Extracted records START

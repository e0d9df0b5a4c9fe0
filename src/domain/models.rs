/// Domain models for the EduNex AI flows
///
/// Flow inputs and outputs are request-scoped and never persisted. Field names
/// are camelCase on the wire to match the storefront's JSON.
use crate::domain::schema::{
    Validate, ValidationError, Validator, CHAT_QUERY_MAX_CHARS, QUIZ_SCORE_MAX,
    SUMMARY_TEXT_MAX_CHARS, SUMMARY_TEXT_MIN_CHARS,
};
use crate::utils::data_uri::DataUri;
use serde::{Deserialize, Serialize};

/// Qualitative target length for every summarizer flow
#[derive(Debug, Clone, Copy, Serialize, Deserialize, PartialEq, Eq, Hash, Default)]
pub enum SummaryLength {
    #[serde(rename = "Short (approx. 50 words)")]
    Short,
    #[default]
    #[serde(rename = "Medium (approx. 100 words)")]
    Medium,
    #[serde(rename = "Long (approx. 200 words)")]
    Long,
}

impl SummaryLength {
    /// Human-readable phrase embedded in prompts (also the wire value)
    pub fn label(&self) -> &'static str {
        match self {
            SummaryLength::Short => "Short (approx. 50 words)",
            SummaryLength::Medium => "Medium (approx. 100 words)",
            SummaryLength::Long => "Long (approx. 200 words)",
        }
    }

    pub fn approx_words(&self) -> u32 {
        match self {
            SummaryLength::Short => 50,
            SummaryLength::Medium => 100,
            SummaryLength::Long => 200,
        }
    }

    pub fn all() -> [SummaryLength; 3] {
        [SummaryLength::Short, SummaryLength::Medium, SummaryLength::Long]
    }
}

impl std::fmt::Display for SummaryLength {
    fn fmt(&self, f: &mut std::fmt::Formatter<'_>) -> std::fmt::Result {
        write!(f, "{}", self.label())
    }
}

/// Who said a line of a caller-threaded chat history
#[derive(Debug, Clone, Copy, Serialize, Deserialize, PartialEq, Eq)]
#[serde(rename_all = "lowercase")]
pub enum ChatRole {
    Student,
    Tutor,
}

impl ChatRole {
    /// Speaker name used in the chat prompt
    pub fn speaker(&self) -> &'static str {
        match self {
            ChatRole::Student => "Student",
            ChatRole::Tutor => "Tutor",
        }
    }
}

/// One earlier turn of a tutoring conversation
#[derive(Debug, Clone, Serialize, Deserialize, PartialEq, Eq)]
pub struct ChatTurn {
    pub role: ChatRole,
    pub content: String,
}

/// Tutor chatbot question
#[derive(Debug, Clone, Serialize, Deserialize, PartialEq, Eq)]
#[serde(rename_all = "camelCase")]
pub struct ChatInput {
    pub query: String,
    /// Earlier turns, oldest first; the flows keep no memory of their own
    #[serde(default)]
    pub history: Vec<ChatTurn>,
}

impl ChatInput {
    pub fn new(query: impl Into<String>) -> Self {
        Self {
            query: query.into(),
            history: Vec::new(),
        }
    }
}

impl Validate for ChatInput {
    fn validate(&self) -> Result<(), ValidationError> {
        let mut validator = Validator::new();
        validator.bounded_text("query", &self.query, CHAT_QUERY_MAX_CHARS);
        for (i, turn) in self.history.iter().enumerate() {
            validator.not_blank(&format!("history[{}].content", i), &turn.content);
        }
        validator.finish()
    }
}

#[derive(Debug, Clone, Serialize, Deserialize, PartialEq, Eq)]
#[serde(rename_all = "camelCase")]
pub struct ChatOutput {
    pub response: String,
}

/// Score a student obtained on one quiz
#[derive(Debug, Clone, Serialize, Deserialize, PartialEq, Eq)]
#[serde(rename_all = "camelCase")]
pub struct QuizResult {
    pub quiz_name: String,
    /// Percentage, 0 to 100
    pub score: u32,
}

/// Course recommendation request
#[derive(Debug, Clone, Serialize, Deserialize, PartialEq, Eq)]
#[serde(rename_all = "camelCase")]
pub struct RecommendationInput {
    pub student_id: String,
    #[serde(default)]
    pub quiz_results: Vec<QuizResult>,
    /// Titles of courses the student has taken, oldest first
    #[serde(default)]
    pub learning_history: Vec<String>,
}

impl Validate for RecommendationInput {
    fn validate(&self) -> Result<(), ValidationError> {
        let mut validator = Validator::new();
        validator.not_blank("studentId", &self.student_id);
        for (i, result) in self.quiz_results.iter().enumerate() {
            validator
                .not_blank(&format!("quizResults[{}].quizName", i), &result.quiz_name)
                .check(
                    &format!("quizResults[{}].score", i),
                    result.score <= QUIZ_SCORE_MAX,
                    format!("must be between 0 and {}", QUIZ_SCORE_MAX),
                );
        }
        for (i, entry) in self.learning_history.iter().enumerate() {
            validator.not_blank(&format!("learningHistory[{}]", i), entry);
        }
        validator.finish()
    }
}

#[derive(Debug, Clone, Serialize, Deserialize, PartialEq, Eq, Default)]
#[serde(rename_all = "camelCase")]
pub struct RecommendationOutput {
    pub recommended_courses: Vec<String>,
    pub recommended_topics: Vec<String>,
}

/// Free text to summarize
#[derive(Debug, Clone, Serialize, Deserialize, PartialEq, Eq)]
#[serde(rename_all = "camelCase")]
pub struct TextSummaryInput {
    pub text_to_summarize: String,
    pub summary_length: SummaryLength,
}

impl Validate for TextSummaryInput {
    fn validate(&self) -> Result<(), ValidationError> {
        Validator::new()
            .length_between(
                "textToSummarize",
                &self.text_to_summarize,
                SUMMARY_TEXT_MIN_CHARS,
                SUMMARY_TEXT_MAX_CHARS,
            )
            .finish()
    }
}

/// Text the caller extracted from an uploaded document (PDF)
#[derive(Debug, Clone, Serialize, Deserialize, PartialEq, Eq)]
#[serde(rename_all = "camelCase")]
pub struct DocumentSummaryInput {
    pub extracted_text: String,
    pub summary_length: SummaryLength,
    #[serde(default, skip_serializing_if = "Option::is_none")]
    pub file_name: Option<String>,
}

impl Validate for DocumentSummaryInput {
    fn validate(&self) -> Result<(), ValidationError> {
        Validator::new()
            .bounded_text("extractedText", &self.extracted_text, SUMMARY_TEXT_MAX_CHARS)
            .finish()
    }
}

#[derive(Debug, Clone, Serialize, Deserialize, PartialEq, Eq)]
#[serde(rename_all = "camelCase")]
pub struct SummaryOutput {
    pub summary: String,
}

/// Recorded audio to transcribe and summarize
#[derive(Debug, Clone, Serialize, Deserialize, PartialEq, Eq)]
#[serde(rename_all = "camelCase")]
pub struct AudioSummaryInput {
    pub audio_data_uri: String,
    pub summary_length: SummaryLength,
}

impl AudioSummaryInput {
    /// Validates and parses the upload in one pass
    pub fn audio(&self) -> Result<DataUri, ValidationError> {
        let mut validator = Validator::new();
        let audio = validator.audio_data_uri("audioDataUri", &self.audio_data_uri);
        validator.finish()?;
        audio.ok_or_else(|| ValidationError::single("audioDataUri", "must contain audio data"))
    }
}

impl Validate for AudioSummaryInput {
    fn validate(&self) -> Result<(), ValidationError> {
        self.audio().map(|_| ())
    }
}

#[derive(Debug, Clone, Serialize, Deserialize, PartialEq, Eq)]
#[serde(rename_all = "camelCase")]
pub struct AudioSummaryOutput {
    pub transcription: String,
    pub summary: String,
}

/// YouTube video to summarize from its transcript
#[derive(Debug, Clone, Serialize, Deserialize, PartialEq, Eq)]
#[serde(rename_all = "camelCase")]
pub struct YoutubeSummaryInput {
    pub video_url: String,
    pub summary_length: SummaryLength,
}

impl Validate for YoutubeSummaryInput {
    fn validate(&self) -> Result<(), ValidationError> {
        Validator::new().web_url("videoUrl", &self.video_url).finish()
    }
}

#[derive(Debug, Clone, Serialize, Deserialize, PartialEq, Eq)]
#[serde(rename_all = "camelCase")]
pub struct YoutubeSummaryOutput {
    pub summary: String,
    pub title: String,
}

/// One timed caption line of a video transcript
#[derive(Debug, Clone, Serialize, Deserialize, PartialEq)]
#[serde(rename_all = "camelCase")]
pub struct TranscriptSegment {
    pub text: String,
    /// Seconds from the start of the video
    pub start_time: f64,
    /// Seconds
    pub duration: f64,
}

impl TranscriptSegment {
    pub fn new(text: impl Into<String>, start_time: f64, duration: f64) -> Self {
        Self {
            text: text.into(),
            start_time,
            duration,
        }
    }
}

/// Joins segment texts with single spaces, keeping their order
pub fn join_transcript(segments: &[TranscriptSegment]) -> String {
    segments
        .iter()
        .map(|s| s.text.as_str())
        .collect::<Vec<_>>()
        .join(" ")
}

#[cfg(test)]
mod tests {
    use super::*;

    #[test]
    fn test_summary_length_wire_values() {
        assert_eq!(
            serde_json::to_string(&SummaryLength::Short).unwrap(),
            "\"Short (approx. 50 words)\""
        );
        let parsed: SummaryLength = serde_json::from_str("\"Long (approx. 200 words)\"").unwrap();
        assert_eq!(parsed, SummaryLength::Long);
        assert!(serde_json::from_str::<SummaryLength>("\"Huge\"").is_err());

        for length in SummaryLength::all() {
            assert_eq!(length.to_string(), length.label());
            assert!(length.label().contains(&length.approx_words().to_string()));
        }
    }

    #[test]
    fn test_text_summary_input_camel_case() {
        let input: TextSummaryInput = serde_json::from_str(
            r#"{"textToSummarize": "some text", "summaryLength": "Medium (approx. 100 words)"}"#,
        )
        .unwrap();
        assert_eq!(input.text_to_summarize, "some text");
        assert_eq!(input.summary_length, SummaryLength::Medium);
    }

    #[test]
    fn test_text_summary_bounds() {
        let mut input = TextSummaryInput {
            text_to_summarize: "A".repeat(20),
            summary_length: SummaryLength::Short,
        };
        assert!(input.validate().is_ok());

        input.text_to_summarize = "A".repeat(19);
        let err = input.validate().unwrap_err();
        assert!(err.has_field("textToSummarize"));

        input.text_to_summarize = "A".repeat(50_000);
        assert!(input.validate().is_ok());

        input.text_to_summarize = "A".repeat(50_001);
        assert!(input.validate().is_err());
    }

    #[test]
    fn test_chat_input_validation() {
        assert!(ChatInput::new("What is a monad?").validate().is_ok());
        assert!(ChatInput::new("").validate().is_err());
        assert!(ChatInput::new("x".repeat(501)).validate().is_err());

        let input = ChatInput {
            query: "And then?".to_string(),
            history: vec![ChatTurn {
                role: ChatRole::Student,
                content: " ".to_string(),
            }],
        };
        let err = input.validate().unwrap_err();
        assert!(err.has_field("history[0].content"));
    }

    #[test]
    fn test_chat_history_defaults_to_empty() {
        let input: ChatInput = serde_json::from_str(r#"{"query": "hi"}"#).unwrap();
        assert!(input.history.is_empty());
    }

    #[test]
    fn test_recommendation_validation() {
        let input = RecommendationInput {
            student_id: "student-1".to_string(),
            quiz_results: vec![
                QuizResult {
                    quiz_name: "Algebra".to_string(),
                    score: 40,
                },
                QuizResult {
                    quiz_name: "".to_string(),
                    score: 140,
                },
            ],
            learning_history: vec!["Intro to Python".to_string()],
        };
        let err = input.validate().unwrap_err();
        assert_eq!(err.violations.len(), 2);
        assert!(err.has_field("quizResults[1].quizName"));
        assert!(err.has_field("quizResults[1].score"));
    }

    #[test]
    fn test_document_validation() {
        let input = DocumentSummaryInput {
            extracted_text: "\n\n".to_string(),
            summary_length: SummaryLength::Short,
            file_name: Some("notes.pdf".to_string()),
        };
        assert!(input.validate().unwrap_err().has_field("extractedText"));
    }

    #[test]
    fn test_audio_input_parses_upload() {
        let input = AudioSummaryInput {
            audio_data_uri: "data:audio/wav,%00%01".to_string(),
            summary_length: SummaryLength::Short,
        };
        let audio = input.audio().unwrap();
        assert_eq!(audio.mime_type, "audio/wav");
        assert!(!audio.is_base64);

        let input = AudioSummaryInput {
            audio_data_uri: "data:image/png;base64,Zm9v".to_string(),
            summary_length: SummaryLength::Short,
        };
        assert!(input.validate().unwrap_err().has_field("audioDataUri"));
    }

    #[test]
    fn test_join_transcript_preserves_order() {
        let segments = vec![
            TranscriptSegment::new("hello", 0.0, 1.0),
            TranscriptSegment::new("there", 1.0, 1.0),
            TranscriptSegment::new("students", 2.0, 1.5),
        ];
        assert_eq!(join_transcript(&segments), "hello there students");
        assert_eq!(join_transcript(&[]), "");
    }
}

Extracted records END

From the data above, copy each line where the string "repeat" appears.

**Task response:**
            text_to_summarize: "A".repeat(20),
        input.text_to_summarize = "A".repeat(19);
        input.text_to_summarize = "A".repeat(50_000);
        input.text_to_summarize = "A".repeat(50_001);
        assert!(ChatInput::new("x".repeat(501)).validate().is_err());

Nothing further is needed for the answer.